-------- DATASET

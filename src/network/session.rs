//! Per-step session state machine.
//!
//! Each node runs its own [`StepSession`]; the two are reconciled only by the
//! message exchange.
//!
//! ```text
//!  Idle ──ready──► Ready ──arm──► Armed ──trigger──► TriggerPending
//!   ▲               │ ▲ step                               │ acquire
//!   │               └─┘                                    ▼
//!   └──────finish──── Reported ◄────────report────────── Acquiring
//! ```
//!
//! `reset` returns to `Idle` from anywhere and is how a step is abandoned.
//! [`ReplayCache`] remembers the last request/reply pair so a retransmitted
//! request is answered again without repeating its side effects.

use super::protocol::Message;
use crate::error::ProtocolViolation;
use std::fmt;

/// Where a node is within the current step.
#[derive(Debug, Clone, Copy, PartialEq, Eq, Hash)]
pub enum SessionState {
    /// No step in progress.
    Idle,
    /// Peer can take a step.
    Ready,
    /// ARM acknowledged.
    Armed,
    /// TRIG acknowledged, waiting for the start time.
    TriggerPending,
    /// Sampling the window.
    Acquiring,
    /// FIN sent or received.
    Reported,
}

impl fmt::Display for SessionState {
    fn fmt(&self, f: &mut fmt::Formatter<'_>) -> fmt::Result {
        let name = match self {
            SessionState::Idle => "IDLE",
            SessionState::Ready => "READY",
            SessionState::Armed => "ARMED",
            SessionState::TriggerPending => "TRIGGER_PENDING",
            SessionState::Acquiring => "ACQUIRING",
            SessionState::Reported => "REPORTED",
        };
        f.write_str(name)
    }
}

/// Validated state transitions for one node.
#[derive(Debug, Clone)]
pub struct StepSession {
    state: SessionState,
    step_index: Option<u32>,
}

impl Default for StepSession {
    fn default() -> Self {
        Self::new()
    }
}

impl StepSession {
    /// Fresh session in `Idle`.
    pub fn new() -> Self {
        Self {
            state: SessionState::Idle,
            step_index: None,
        }
    }

    /// Current state.
    pub fn state(&self) -> SessionState {
        self.state
    }

    /// Step the session is working on, once STEP has been exchanged.
    pub fn step_index(&self) -> Option<u32> {
        self.step_index
    }

    /// Peer is (or is assumed) idle and able to take the next step.
    pub fn ready(&mut self) -> Result<(), ProtocolViolation> {
        match self.state {
            SessionState::Idle | SessionState::Reported => {
                self.state = SessionState::Ready;
                self.step_index = None;
                Ok(())
            }
            from => Err(invalid(from, "ready")),
        }
    }

    /// Setpoint announced. May be repeated while still `Ready`.
    pub fn step(&mut self, step_index: u32) -> Result<(), ProtocolViolation> {
        match self.state {
            SessionState::Ready => {
                self.step_index = Some(step_index);
                Ok(())
            }
            from => Err(invalid(from, "step")),
        }
    }

    /// ARM accepted for the announced step.
    pub fn arm(&mut self) -> Result<(), ProtocolViolation> {
        match (self.state, self.step_index) {
            (SessionState::Ready, Some(_)) => {
                self.state = SessionState::Armed;
                Ok(())
            }
            (from, _) => Err(invalid(from, "arm")),
        }
    }

    /// TRIG accepted.
    pub fn trigger(&mut self) -> Result<(), ProtocolViolation> {
        self.advance(SessionState::Armed, SessionState::TriggerPending, "trigger")
    }

    /// Acquisition window opened.
    pub fn acquire(&mut self) -> Result<(), ProtocolViolation> {
        self.advance(SessionState::TriggerPending, SessionState::Acquiring, "acquire")
    }

    /// FIN exchanged.
    pub fn report(&mut self) -> Result<(), ProtocolViolation> {
        self.advance(SessionState::Acquiring, SessionState::Reported, "report")
    }

    /// FIN acknowledged; back to `Idle`.
    pub fn finish(&mut self) -> Result<(), ProtocolViolation> {
        self.advance(SessionState::Reported, SessionState::Idle, "finish")?;
        self.step_index = None;
        Ok(())
    }

    /// Abandon the current step.
    pub fn reset(&mut self) {
        self.state = SessionState::Idle;
        self.step_index = None;
    }

    /// Acquisition data (FIN, RAW) may only leave a node once its TRIG has
    /// been acknowledged and sampling has begun.
    pub fn ensure_may_send_data(&self) -> Result<(), ProtocolViolation> {
        match self.state {
            SessionState::Acquiring | SessionState::Reported => Ok(()),
            from => Err(invalid(from, "send data")),
        }
    }

    fn advance(
        &mut self,
        from: SessionState,
        to: SessionState,
        event: &'static str,
    ) -> Result<(), ProtocolViolation> {
        if self.state != from {
            return Err(invalid(self.state, event));
        }
        self.state = to;
        Ok(())
    }
}

fn invalid(from: SessionState, event: &'static str) -> ProtocolViolation {
    ProtocolViolation::InvalidTransition { from, event }
}

// =============================================================================
// Duplicate handling
// =============================================================================

/// Last request received and the reply sent for it.
#[derive(Debug, Clone, Default)]
pub struct ReplayCache {
    last: Option<(Message, Message)>,
}

impl ReplayCache {
    /// Empty cache.
    pub fn new() -> Self {
        Self::default()
    }

    /// Store `reply` as the answer to `request`.
    pub fn remember(&mut self, request: Message, reply: Message) {
        self.last = Some((request, reply));
    }

    /// The stored reply if `request` repeats the remembered one.
    pub fn reply_for(&self, request: &Message) -> Option<&Message> {
        match &self.last {
            Some((seen, reply)) if seen == request => Some(reply),
            _ => None,
        }
    }
}

#[cfg(test)]
mod tests {
    use super::*;
    use crate::network::protocol::MessageKind;

    #[test]
    fn full_step_cycle() {
        let mut session = StepSession::new();
        session.ready().unwrap();
        session.step(4).unwrap();
        session.arm().unwrap();
        session.trigger().unwrap();
        session.acquire().unwrap();
        session.ensure_may_send_data().unwrap();
        session.report().unwrap();
        assert_eq!(session.state(), SessionState::Reported);
        assert_eq!(session.step_index(), Some(4));
        session.finish().unwrap();
        assert_eq!(session.state(), SessionState::Idle);
        assert_eq!(session.step_index(), None);
    }

    #[test]
    fn arm_requires_a_step() {
        let mut session = StepSession::new();
        session.ready().unwrap();
        assert_eq!(
            session.arm(),
            Err(ProtocolViolation::InvalidTransition {
                from: SessionState::Ready,
                event: "arm"
            })
        );
    }

    #[test]
    fn out_of_order_events_are_rejected() {
        let mut session = StepSession::new();
        assert!(session.trigger().is_err());
        session.ready().unwrap();
        session.step(0).unwrap();
        assert!(session.acquire().is_err());
        assert!(session.report().is_err());
        assert_eq!(session.state(), SessionState::Ready);
    }

    #[test]
    fn data_cannot_leave_before_acquisition() {
        let mut session = StepSession::new();
        session.ready().unwrap();
        session.step(1).unwrap();
        session.arm().unwrap();
        session.trigger().unwrap();
        assert!(session.ensure_may_send_data().is_err());
        session.acquire().unwrap();
        assert!(session.ensure_may_send_data().is_ok());
    }

    #[test]
    fn reset_abandons_from_anywhere() {
        let mut session = StepSession::new();
        session.ready().unwrap();
        session.step(9).unwrap();
        session.arm().unwrap();
        session.reset();
        assert_eq!(session.state(), SessionState::Idle);
        session.ready().unwrap();
    }

    #[test]
    fn replay_cache_matches_exact_request() {
        let mut cache = ReplayCache::new();
        cache.remember(Message::Arm, Message::ack(MessageKind::Arm, 5));
        assert_eq!(
            cache.reply_for(&Message::Arm),
            Some(&Message::ack(MessageKind::Arm, 5))
        );
        assert!(cache.reply_for(&Message::Ready).is_none());
        cache.remember(Message::Ready, Message::ack(MessageKind::Ready, 6));
        assert!(cache.reply_for(&Message::Arm).is_none());
    }
}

----------------

§ DESCRIPTION OF THE TASK:
Copy out all lines from the records where the word "TriggerPending" appears.

§ RESULT OF THE TASK:
//!  Idle ──ready──► Ready ──arm──► Armed ──trigger──► TriggerPending
    TriggerPending,
            SessionState::TriggerPending => "TRIGGER_PENDING",
        self.advance(SessionState::Armed, SessionState::TriggerPending, "trigger")
        self.advance(SessionState::TriggerPending, SessionState::Acquiring, "acquire")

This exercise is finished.